Avoiding cache line contention is the first priority for that code. The array 
of sums is inefficient. Sums for different threads are present on the same 
cache line and they are written every time through the loop. (The compiler is 
unlikely to be able to optimize away those writes because it is unlikely to be 
able to recognize that the threads don't use each other's sums.) Writing to a 
cache line requires ownership by one thread to the exclusion of the others. 
This creates a bottleneck where significant time is spent ping-ponging control 
of a cache line between multiple threads. The code would likely be faster if 
each thread maintained its own sum in a local variable, and wrote to the array 
of sums only at the end. That should reduce cache line contention and also make 
it more likely that the compiler optimizer can keep the sum in a register, 
avoiding memory entirely.

Working one byte at a time is almost never the efficient thing to do. If the 
compiler's autovectorizer isn't improving this code for you then you should 
look into writing architecture-specific vector code, either in assembly or in 
the C functions that look almost exactly like vector assembly. Good vector code 
might be 2-8x faster than byte-at-a-time code. 
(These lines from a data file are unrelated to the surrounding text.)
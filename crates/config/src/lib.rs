use serde::{Deserialize, Serialize};
use std::fmt;
use std::str::FromStr;

pub mod defaults;
pub mod parser;
pub mod substitution;
pub mod validator;

pub use defaults::*;
pub use parser::*;
pub use substitution::*;
pub use validator::*;

// ==================================================================================
// SERVICE CONFIG
// ==================================================================================

#[derive(Debug, Clone, Deserialize, Serialize)]
pub struct ServiceConfig {
    #[serde(default = "default_service_name")]
    pub name: String,
    #[serde(default = "default_host")]
    pub host: String,
    #[serde(default = "default_port")]
    pub port: u16,
    /// Secret shared with the gatekeeper in front of the service. Carried, never checked here.
    #[serde(default = "default_shared_secret")]
    pub shared_secret: String,
}

impl Default for ServiceConfig {
    fn default() -> Self {
        Self {
            name: default_service_name(),
            host: default_host(),
            port: default_port(),
            shared_secret: default_shared_secret(),
        }
    }
}

// ==================================================================================
// PROVIDER SELECTION
// ==================================================================================

/// Which underlying data strategy the process runs with. Fixed at startup.
#[derive(Debug, Clone, Copy, PartialEq, Eq, Default, Deserialize, Serialize)]
#[serde(rename_all = "snake_case")]
pub enum ProviderKind {
    Live,
    #[default]
    Synthetic,
}

impl ProviderKind {
    pub fn as_str(&self) -> &'static str {
        match self {
            ProviderKind::Live => "live",
            ProviderKind::Synthetic => "synthetic",
        }
    }
}

impl fmt::Display for ProviderKind {
    fn fmt(&self, f: &mut fmt::Formatter<'_>) -> fmt::Result {
        f.write_str(self.as_str())
    }
}

impl FromStr for ProviderKind {
    type Err = String;

    fn from_str(s: &str) -> Result<Self, Self::Err> {
        match s.trim().to_ascii_lowercase().as_str() {
            "live" | "upstox" => Ok(ProviderKind::Live),
            "synthetic" | "random" => Ok(ProviderKind::Synthetic),
            other => Err(format!(
                "unknown data provider '{}', expected 'live' or 'synthetic'",
                other
            )),
        }
    }
}

// ==================================================================================
// LIVE PROVIDER CONFIG
// ==================================================================================

#[derive(Debug, Clone, Deserialize, Serialize)]
pub struct LiveConfig {
    /// Remote instrument master (gzip-compressed CSV).
    #[serde(default = "default_reference_url")]
    pub reference_url: String,
    /// Local instrument file used instead of `reference_url` when set.
    #[serde(default, skip_serializing_if = "Option::is_none")]
    pub reference_path: Option<String>,
    #[serde(default = "default_candle_base_url")]
    pub candle_base_url: String,
    #[serde(default = "default_timeout_seconds")]
    pub timeout_seconds: u64,
    #[serde(default = "default_user_agent")]
    pub user_agent: String,
}

impl Default for LiveConfig {
    fn default() -> Self {
        Self {
            reference_url: default_reference_url(),
            reference_path: None,
            candle_base_url: default_candle_base_url(),
            timeout_seconds: default_timeout_seconds(),
            user_agent: default_user_agent(),
        }
    }
}

// ==================================================================================
// SYNTHETIC PROVIDER CONFIG
// ==================================================================================

#[derive(Debug, Clone, Deserialize, Serialize)]
pub struct SyntheticConfig {
    /// Fixed RNG seed. Entropy-seeded when absent.
    #[serde(default, skip_serializing_if = "Option::is_none")]
    pub seed: Option<u64>,
    #[serde(default = "default_session_open")]
    pub session_open: String,
    #[serde(default = "default_session_close")]
    pub session_close: String,
    #[serde(default = "default_interval_minutes")]
    pub interval_minutes: u32,
}

impl Default for SyntheticConfig {
    fn default() -> Self {
        Self {
            seed: None,
            session_open: default_session_open(),
            session_close: default_session_close(),
            interval_minutes: default_interval_minutes(),
        }
    }
}

// ==================================================================================
// OPTIONS CONFIG
// ==================================================================================

#[derive(Debug, Clone, Deserialize, Serialize)]
pub struct OptionsConfig {
    #[serde(default = "default_atm_levels")]
    pub default_atm_levels: u32,
    /// Widest ladder a request may ask for.
    #[serde(default = "default_max_atm_levels")]
    pub max_atm_levels: u32,
    #[serde(default = "default_strike_interval")]
    pub default_strike_interval: f64,
    #[serde(default, skip_serializing_if = "Option::is_none")]
    pub seed: Option<u64>,
}

impl Default for OptionsConfig {
    fn default() -> Self {
        Self {
            default_atm_levels: default_atm_levels(),
            max_atm_levels: default_max_atm_levels(),
            default_strike_interval: default_strike_interval(),
            seed: None,
        }
    }
}

// ==================================================================================
// MONITORING CONFIG
// ==================================================================================

#[derive(Debug, Clone, Deserialize, Serialize)]
pub struct LoggingConfig {
    /// One of `pretty`, `json`, `compact`.
    #[serde(default = "default_log_format")]
    pub format: String,
}

impl Default for LoggingConfig {
    fn default() -> Self {
        Self {
            format: default_log_format(),
        }
    }
}

#[derive(Debug, Clone, Deserialize, Serialize)]
pub struct MetricsConfig {
    #[serde(default)]
    pub enabled: bool,
    #[serde(default = "default_metrics_port")]
    pub port: u16,
}

impl Default for MetricsConfig {
    fn default() -> Self {
        Self {
            enabled: false,
            port: default_metrics_port(),
        }
    }
}

// ==================================================================================
// MASTER CONFIG
// ==================================================================================

#[derive(Debug, Clone, Default, Deserialize, Serialize)]
pub struct MasterConfig {
    #[serde(default)]
    pub service: ServiceConfig,
    #[serde(default)]
    pub provider: ProviderKind,
    #[serde(default)]
    pub live: LiveConfig,
    #[serde(default)]
    pub synthetic: SyntheticConfig,
    #[serde(default)]
    pub options: OptionsConfig,
    #[serde(default)]
    pub logging: LoggingConfig,
    #[serde(default)]
    pub metrics: MetricsConfig,
}

impl MasterConfig {
    /// Address the HTTP server binds to.
    pub fn bind_address(&self) -> String {
        format!("{}:{}", self.service.host, self.service.port)
    }
}
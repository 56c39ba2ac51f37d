//! Logging initialization
//!
//! One tracing subscriber per process, filtered by `RUST_LOG` and rendered in
//! the format picked by `logging.format` in the master config. Output goes to
//! stderr; stdout is left for command output.

use tracing_subscriber::{fmt, prelude::*, EnvFilter};

/// Filter used when `RUST_LOG` is unset or unparseable.
const DEFAULT_FILTER: &str = "info";

/// Log output format
#[derive(Debug, Clone, Copy, Default, PartialEq, Eq)]
pub enum LogFormat {
    /// Human-readable, with colors and source locations (default)
    #[default]
    Pretty,
    /// One JSON object per line, for log aggregation
    Json,
    /// Single-line, no source locations
    Compact,
}

impl LogFormat {
    /// Parse from string (case-insensitive)
    pub fn parse(s: &str) -> Option<Self> {
        match s.trim().to_lowercase().as_str() {
            "pretty" => Some(Self::Pretty),
            "json" => Some(Self::Json),
            "compact" => Some(Self::Compact),
            _ => None,
        }
    }

    pub fn as_str(&self) -> &'static str {
        match self {
            Self::Pretty => "pretty",
            Self::Json => "json",
            Self::Compact => "compact",
        }
    }
}

impl std::str::FromStr for LogFormat {
    type Err = String;

    fn from_str(s: &str) -> std::result::Result<Self, Self::Err> {
        Self::parse(s).ok_or_else(|| format!("unknown log format: {}", s))
    }
}

/// Initialize the logging system
///
/// The log level is controlled by `RUST_LOG` (e.g. `info`,
/// `market_data=debug,info`). Fails if a global subscriber is already set.
///
/// ```ignore
/// use observability::{init_logging, LogFormat};
///
/// init_logging("tickforge", LogFormat::Json)?;
/// tracing::info!("Service started");
/// ```
pub fn init_logging(service_name: &str, format: LogFormat) -> anyhow::Result<()> {
    let env_filter =
        EnvFilter::try_from_default_env().unwrap_or_else(|_| EnvFilter::new(DEFAULT_FILTER));
    let registry = tracing_subscriber::registry().with(env_filter);

    match format {
        LogFormat::Pretty => registry
            .with(
                fmt::layer()
                    .with_target(true)
                    .with_file(true)
                    .with_line_number(true)
                    .with_ansi(true)
                    .with_writer(std::io::stderr),
            )
            .try_init()?,
        LogFormat::Json => registry
            .with(fmt::layer().json().with_current_span(true).with_writer(std::io::stderr))
            .try_init()?,
        LogFormat::Compact => registry
            .with(fmt::layer().compact().with_target(false).with_writer(std::io::stderr))
            .try_init()?,
    }

    tracing::info!(
        service = service_name,
        format = format.as_str(),
        "Logging initialized"
    );

    Ok(())
}

/// Initialize logging from the configured format name, falling back to pretty.
pub fn init_logging_named(service_name: &str, format: &str) -> anyhow::Result<()> {
    let parsed = LogFormat::parse(format);
    init_logging(service_name, parsed.unwrap_or_default())?;

    if parsed.is_none() {
        tracing::warn!(format, "Unknown log format, using pretty");
    }
    Ok(())
}

#[cfg(test)]
mod tests {
    use super::*;

    #[test]
    fn test_log_format_from_str() {
        assert_eq!(LogFormat::parse("pretty"), Some(LogFormat::Pretty));
        assert_eq!(LogFormat::parse("JSON"), Some(LogFormat::Json));
        assert_eq!(LogFormat::parse(" compact "), Some(LogFormat::Compact));
        assert_eq!(LogFormat::parse("xml"), None);

        assert_eq!("json".parse::<LogFormat>(), Ok(LogFormat::Json));
        assert!("xml".parse::<LogFormat>().is_err());
    }

    #[test]
    fn test_second_init_fails_instead_of_panicking() {
        // Only one global subscriber per process
        let _ = init_logging("test", LogFormat::Compact);
        assert!(init_logging("test", LogFormat::Compact).is_err());
    }
}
Cache associativity can mean that there are some array split sizes that are 
much worse than others. If you choose the wrong size then each thread's working 
memory is on different cache lines, but those cache lines collide with each 
other in memory caches. Changing the work size to avoid collisions can help.

Measuring the bottlenecks in this sort of code is difficult. The CPU can count 
some of the adverse events that this sort of code needs to care about, such as 
branch mis-prediction and memory cache misses. The Counters and Thread States 
instruments can record and present some of this information to you.